EXERCISE BRIEF: Where does the word "Create" appear in the data? Copy every line that holds it.

++++++++++++++++++++

//! MCP (Model Context Protocol) server implementation.
//!
//! Exposes an analysis session over stdio: load review tables, chart word
//! frequencies, drill into the comments behind a word, and manage the
//! session's stop words. Each tool delegates to `review-lens-core`.
//!
//! One server owns one [`Session`]. Loaded rows and user stop words persist
//! across tool calls until the connection closes.

use std::str::FromStr;
use std::sync::{Arc, Mutex, MutexGuard};

use camino::Utf8PathBuf;
use rmcp::handler::server::wrapper::Parameters;
use rmcp::model::{CallToolResult, Content, Implementation, ServerCapabilities, ServerInfo};
use rmcp::schemars;
use rmcp::{ErrorData as McpError, ServerHandler, tool, tool_handler, tool_router};
use serde::Serialize;

use review_lens_core::{
    AnalysisError, CategorySelector, Config, FileOutcome, Highlighter, Markup, RecordFilter, Scope,
    Session, SessionOptions,
};

/// Parameters for the `get_info` tool.
#[derive(Debug, serde::Deserialize, schemars::JsonSchema)]
pub struct GetInfoParams {
    /// Output format: "text" or "json"
    #[serde(default = "default_format")]
    pub format: String,
}

fn default_format() -> String {
    "text".to_string()
}

/// Parameters for the `load_files` tool.
#[derive(Debug, serde::Deserialize, schemars::JsonSchema)]
pub struct LoadFilesParams {
    /// Paths of review tables (CSV or spreadsheet workbooks) to load.
    pub paths: Vec<String>,
    /// Drop previously loaded rows first.
    #[serde(default)]
    pub replace: bool,
}

/// Filters shared by `analyze` and `show_comments`.
#[derive(Debug, Default, serde::Deserialize, schemars::JsonSchema)]
pub struct FilterParams {
    /// Keep only comments containing this text.
    pub keyword: Option<String>,
    /// Category selectors: "all", "suggestion", "negative".
    #[serde(default)]
    pub categories: Vec<String>,
}

impl FilterParams {
    fn to_filter(&self) -> Result<RecordFilter, McpError> {
        let categories = self
            .categories
            .iter()
            .map(|c| CategorySelector::from_str(c))
            .collect::<Result<Vec<_>, _>>()
            .map_err(invalid_params)?;
        let mut filter = RecordFilter::new().with_categories(categories);
        if let Some(ref keyword) = self.keyword {
            filter = filter.with_keyword(keyword.clone());
        }
        Ok(filter)
    }
}

/// Parameters for the `analyze` tool.
#[derive(Debug, serde::Deserialize, schemars::JsonSchema)]
pub struct AnalyzeParams {
    /// Record filters.
    #[serde(flatten)]
    pub filter: FilterParams,
    /// Scopes to report: "overall", "low-score", "suggestion", "negative". Omit for all.
    #[serde(default)]
    pub scopes: Vec<String>,
    /// Words per scope.
    pub top_n: Option<usize>,
}

/// Parameters for the `show_comments` tool.
#[derive(Debug, serde::Deserialize, schemars::JsonSchema)]
pub struct ShowCommentsParams {
    /// Word to look up.
    pub word: String,
    /// Scope the word was picked from. Defaults to "overall".
    #[serde(default = "default_scope")]
    pub scope: String,
    /// Record filters, normally the same as the `analyze` call.
    #[serde(flatten)]
    pub filter: FilterParams,
    /// Highlight markup: "html" or "plain". Defaults to "html".
    #[serde(default = "default_markup")]
    pub markup: String,
}

fn default_scope() -> String {
    Scope::Overall.as_str().to_string()
}

fn default_markup() -> String {
    "html".to_string()
}

/// Parameters for the `add_stop_words` tool.
#[derive(Debug, serde::Deserialize, schemars::JsonSchema)]
pub struct AddStopWordsParams {
    /// Words separated by spaces, commas, 、 or semicolons.
    pub words: String,
}

/// Parameters for the `remove_stop_word` tool.
#[derive(Debug, serde::Deserialize, schemars::JsonSchema)]
pub struct RemoveStopWordParams {
    /// The user stop word to remove.
    pub word: String,
}

/// Parameters for the `list_stop_words` tool.
#[derive(Debug, serde::Deserialize, schemars::JsonSchema)]
pub struct ListStopWordsParams {
    /// List only user words, not the built-in set.
    #[serde(default)]
    pub user_only: bool,
}

#[derive(Serialize)]
struct LoadSummary<'a> {
    files: &'a [FileOutcome],
    total_rows: usize,
}

#[derive(Serialize)]
struct RenderedComment<'a> {
    comment: &'a str,
    source: &'a str,
    highlighted: String,
}

#[derive(Serialize)]
struct StopWordsSummary<'a> {
    user: Vec<&'a str>,
    #[serde(skip_serializing_if = "Option::is_none")]
    effective: Option<Vec<&'a str>>,
}

fn invalid_params(e: AnalysisError) -> McpError {
    McpError::invalid_params(e.to_string(), None)
}

fn to_json<T: Serialize>(value: &T) -> Result<String, McpError> {
    serde_json::to_string_pretty(value)
        .map_err(|e| McpError::internal_error(format!("serialization error: {e}"), None))
}

/// MCP server holding one analysis session.
#[derive(Clone)]
pub struct ReviewServer {
    session: Arc<Mutex<Session>>,
    top_n: usize,
    tool_router: rmcp::handler::server::router::tool::ToolRouter<Self>,
}

impl Default for ReviewServer {
    fn default() -> Self {
        Self::new(Config::default())
    }
}

#[tool_router]
impl ReviewServer {
    /// Create a server whose session follows `config`.
    pub fn new(config: Config) -> Self {
        let mut session = Session::new(SessionOptions::from_config(&config));
        for word in &config.stop_words {
            session.stop_words_mut().add(word);
        }
        Self::with_session(session, config.top_n)
    }

    /// Create a server around an existing session.
    pub fn with_session(session: Session, top_n: usize) -> Self {
        Self {
            session: Arc::new(Mutex::new(session)),
            top_n,
            tool_router: Self::tool_router(),
        }
    }

    fn session(&self) -> Result<MutexGuard<'_, Session>, McpError> {
        self.session
            .lock()
            .map_err(|_| McpError::internal_error("session lock poisoned", None))
    }

    /// Get project information.
    #[tool(description = "Get project name, version, and description")]
    #[tracing::instrument(skip(self), fields(otel.kind = "server"))]
    fn get_info(
        &self,
        Parameters(params): Parameters<GetInfoParams>,
    ) -> Result<CallToolResult, McpError> {
        tracing::debug!(tool = "get_info", format = %params.format, "executing MCP tool");

        let info = serde_json::json!({
            "name": env!("CARGO_PKG_NAME"),
            "version": env!("CARGO_PKG_VERSION"),
            "description": env!("CARGO_PKG_DESCRIPTION"),
        });

        let text = if params.format == "json" {
            to_json(&info)?
        } else {
            format!(
                "{} v{}\n{}",
                env!("CARGO_PKG_NAME"),
                env!("CARGO_PKG_VERSION"),
                env!("CARGO_PKG_DESCRIPTION"),
            )
        };

        tracing::info!(tool = "get_info", "MCP tool completed");
        Ok(CallToolResult::success(vec![Content::text(text)]))
    }

    /// Load review tables into the session.
    #[tool(
        description = "Load review tables (CSV or xlsx/xls/ods) into the session. Each file is reported separately; a bad file does not block the others."
    )]
    #[tracing::instrument(skip(self, params), fields(otel.kind = "server", files = params.paths.len()))]
    fn load_files(
        &self,
        Parameters(params): Parameters<LoadFilesParams>,
    ) -> Result<CallToolResult, McpError> {
        tracing::debug!(tool = "load_files", replace = params.replace, "executing MCP tool");

        let paths: Vec<Utf8PathBuf> = params.paths.iter().map(Utf8PathBuf::from).collect();
        let mut session = self.session()?;
        if params.replace {
            session.clear_dataset();
        }
        let outcomes = session.load_files(&paths, |_| {});
        let summary = LoadSummary {
            files: &outcomes,
            total_rows: session.dataset().len(),
        };

        tracing::info!(tool = "load_files", rows = summary.total_rows, "MCP tool completed");
        Ok(CallToolResult::success(vec![Content::text(to_json(&summary)?)]))
    }

    /// Word frequencies per scope.
    #[tool(
        description = "Count words in the loaded comments. Returns review statistics, per-route summaries, and the top words for the overall, low-score, suggestion, and negative scopes."
    )]
    #[tracing::instrument(skip(self, params), fields(otel.kind = "server"))]
    fn analyze(
        &self,
        Parameters(params): Parameters<AnalyzeParams>,
    ) -> Result<CallToolResult, McpError> {
        tracing::debug!(tool = "analyze", keyword = ?params.filter.keyword, "executing MCP tool");

        let filter = params.filter.to_filter()?;
        let scopes = params
            .scopes
            .iter()
            .map(|s| Scope::from_str(s))
            .collect::<Result<Vec<_>, _>>()
            .map_err(invalid_params)?;

        let session = self.session()?;
        let analysis = session.analyze(&filter);
        let mut report = analysis.report(params.top_n.unwrap_or(self.top_n));
        if !scopes.is_empty() {
            report.scopes.retain(|s| scopes.contains(&s.scope));
        }

        tracing::info!(
            tool = "analyze",
            matched = report.stats.matched_reviews,
            "MCP tool completed"
        );
        Ok(CallToolResult::success(vec![Content::text(to_json(&report)?)]))
    }

    /// Comments behind one word.
    #[tool(
        description = "List the deduplicated comments containing a word within a scope, with the word highlighted and the source file of each comment."
    )]
    #[tracing::instrument(skip(self, params), fields(otel.kind = "server", word = %params.word))]
    fn show_comments(
        &self,
        Parameters(params): Parameters<ShowCommentsParams>,
    ) -> Result<CallToolResult, McpError> {
        tracing::debug!(tool = "show_comments", scope = %params.scope, "executing MCP tool");

        let filter = params.filter.to_filter()?;
        let scope = Scope::from_str(&params.scope).map_err(invalid_params)?;
        let markup = Markup::from_str(&params.markup).map_err(invalid_params)?;
        let highlighter = Highlighter::new(markup);

        let session = self.session()?;
        let analysis = session.analyze(&filter);
        let comments = analysis.comments_for(scope, &params.word);
        let rendered: Vec<RenderedComment<'_>> = comments
            .iter()
            .map(|o| RenderedComment {
                comment: &o.comment,
                source: &o.source,
                highlighted: highlighter.render(o, &[params.word.as_str()]),
            })
            .collect();

        tracing::info!(tool = "show_comments", count = rendered.len(), "MCP tool completed");
        Ok(CallToolResult::success(vec![Content::text(to_json(&rendered)?)]))
    }

    /// Add user stop words.
    #[tool(description = "Add stop words to the session. Accepts several words separated by spaces, commas, or 、.")]
    #[tracing::instrument(skip(self, params), fields(otel.kind = "server"))]
    fn add_stop_words(
        &self,
        Parameters(params): Parameters<AddStopWordsParams>,
    ) -> Result<CallToolResult, McpError> {
        let mut session = self.session()?;
        let added = session.stop_words_mut().add_many(&params.words);

        tracing::info!(tool = "add_stop_words", added, "MCP tool completed");
        let json = serde_json::json!({
            "added": added,
            "user": session.stop_words().user_words().collect::<Vec<_>>(),
        });
        Ok(CallToolResult::success(vec![Content::text(to_json(&json)?)]))
    }

    /// Remove one user stop word.
    #[tool(description = "Remove a user stop word from the session. Built-in stop words cannot be removed.")]
    #[tracing::instrument(skip(self, params), fields(otel.kind = "server", word = %params.word))]
    fn remove_stop_word(
        &self,
        Parameters(params): Parameters<RemoveStopWordParams>,
    ) -> Result<CallToolResult, McpError> {
        let mut session = self.session()?;
        let removed = session.stop_words_mut().remove(&params.word);

        tracing::info!(tool = "remove_stop_word", removed, "MCP tool completed");
        let json = serde_json::json!({ "removed": removed });
        Ok(CallToolResult::success(vec![Content::text(to_json(&json)?)]))
    }

    /// Remove all user stop words.
    #[tool(description = "Remove every user stop word from the session.")]
    #[tracing::instrument(skip(self), fields(otel.kind = "server"))]
    fn clear_stop_words(&self) -> Result<CallToolResult, McpError> {
        let mut session = self.session()?;
        let cleared = session.stop_words().user_len();
        session.stop_words_mut().clear();

        tracing::info!(tool = "clear_stop_words", cleared, "MCP tool completed");
        let json = serde_json::json!({ "cleared": cleared });
        Ok(CallToolResult::success(vec![Content::text(to_json(&json)?)]))
    }

    /// Show the stop-word set.
    #[tool(description = "List the session's stop words: user words and, unless user_only, the full effective set.")]
    #[tracing::instrument(skip(self, params), fields(otel.kind = "server"))]
    fn list_stop_words(
        &self,
        Parameters(params): Parameters<ListStopWordsParams>,
    ) -> Result<CallToolResult, McpError> {
        let session = self.session()?;
        let stop_words = session.stop_words();
        let summary = StopWordsSummary {
            user: stop_words.user_words().collect(),
            effective: (!params.user_only).then(|| stop_words.effective()),
        };
        Ok(CallToolResult::success(vec![Content::text(to_json(&summary)?)]))
    }
}

#[tool_handler]
impl ServerHandler for ReviewServer {
    fn get_info(&self) -> ServerInfo {
        ServerInfo {
            protocol_version: Default::default(),
            capabilities: ServerCapabilities::builder().enable_tools().build(),
            server_info: Implementation {
                name: env!("CARGO_PKG_NAME").to_string(),
                version: env!("CARGO_PKG_VERSION").to_string(),
                ..Default::default()
            },
            instructions: Some(format!(
                "{} MCP server. Call load_files first, then analyze and show_comments to drill into words.",
                env!("CARGO_PKG_NAME"),
            )),
        }
    }
}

++++++++++++++++++++

RESULT FOR THIS EXERCISE:
    /// Create a server whose session follows `config`.
    /// Create a server around an existing session.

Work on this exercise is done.